DoubleClutch
Superstar
Are you unfamiliar with Atlanta and Memphis based producers?
Not as much as I should be. I know threres that southern influence but whats the root. But what inspired these Atlanta/Memphis producers?
Are you unfamiliar with Atlanta and Memphis based producers?
The Youth have made something for them not you flabby old heads.
Get over it already.
That’s it actually
Older rap took from black sources
This new school are taking from white ones.
Rap has lost its soul
Breh....
I can’t even watch these nikkas live.
I’ve seen Freddie Gibbs, Schoolboy Q, and Big Krit on stage jumping around on that white boy shyt looking goofy as fukk.
Hard to take them seriously after watching them like that.
I blame Kanye’s fakkit ass.
This is a way overstated talking point. Even in the 70's and 80's, dj's were spinning records from white sources (planet rock is the result of this). The real difference in older rap and modern rap is that the newer version isn't as record--> to sampler dominated but rather based on original musical idea or the sound is heavily rooted in the keyboards/drum machines . It's the difference between
and
This is a way overstated talking point. Even in the 70's and 80's, dj's were spinning records from white sources (planet rock is the result of this).
Any good funk artists going right now?
Anderson .Paak and Thundercat are both high on my playlists....
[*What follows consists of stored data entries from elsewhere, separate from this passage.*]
use thiserror::Error;

#[derive(Debug, Error)]
pub enum ChatError {
    #[error("session expired or not logged in")]
    Unauthorized { message: Option<String> },
    #[error("server rejected request with status {status}: {}", message.as_deref().unwrap_or("no details"))]
    Api {
        status: u16,
        message: Option<String>,
    },
    #[error("transport failure: {0}")]
    Transport(String),
    #[error("invalid server payload: {0}")]
    Decode(String),
    #[error("invalid url: {0}")]
    InvalidUrl(String),
    #[error("failed to read upload file: {0}")]
    Io(#[from] std::io::Error),
    #[error("{0}")]
    InvalidState(&'static str),
}

impl From<reqwest::Error> for ChatError {
    fn from(err: reqwest::Error) -> Self {
        if err.is_decode() {
            Self::Decode(err.to_string())
        } else {
            Self::Transport(err.to_string())
        }
    }
}

impl ChatError {
    pub fn is_session_expired(&self) -> bool {
        matches!(self, Self::Unauthorized { .. })
    }

    pub fn is_transport(&self) -> bool {
        matches!(self, Self::Transport(_))
    }

    /// Error text the server attached to its response, if any.
    pub fn server_message(&self) -> Option<&str> {
        match self {
            Self::Unauthorized { message } | Self::Api { message, .. } => message
                .as_deref()
                .map(str::trim)
                .filter(|message| !message.is_empty()),
            _ => None,
        }
    }

    /// Server-provided text verbatim, else `fallback`.
    pub fn user_message(&self, fallback: &str) -> String {
        self.server_message().unwrap_or(fallback).to_string()
    }
}

#[cfg(test)]
#[path = "tests/error_tests.rs"]
mod tests;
That is true, but the white acts they sampled had to be funky.
Bambaataa said it himself almost verbatim.
nikkas wasn’t sampling Simon & Garfinkle and Barry Manilow.
"Transmitting Live From Mars," by De La Soul (1989) vs. "You Showed Me," by the Turtles (written by Roger McGuinn, Gene Clark) (1969)
The Case: The hip-hop collective De La Soul built their masterpiece 3 Feet High and Rising from a vast library of samples spanning genres, languages and decades. At a time when sampling was relatively new (and relatively lawless), not all of the snippets received the proper clearance. Among these was a 12-second segment from the Turtles' 1969 song "You Showed Me," used on the interlude skit "Transmitting Live From Mars." Former Turtles Howard Kaylan and Mark Volman leveled a $2.5 million lawsuit at Prince Paul and company in 1991. "Sampling is just a longer term for theft," Volman told the L.A. Times. "Anybody who can honesty say sampling is some sort of creativity has never done anything creative." Ironically, the song was written by none of the Turtles, but instead by Roger McGuinn and Gene Clark of the Byrds.
Breh....
I can’t even watch these nikkas live.
I’ve seen Freddie Gibbs, Schoolboy Q, and Big Krit on stage jumping around on that white boy shyt looking goofy as fukk.
Hard to take them seriously after watching them like that.
I blame Kanye’s fakkit ass.
But there was a balance and even push toward black sources more back then.
White sources are way more popular these days than black ones. Plus the white sources needed to have a touch of soul to be respected like Hal and Oates.
Which alll ties back to the main issue of black power leaving rap.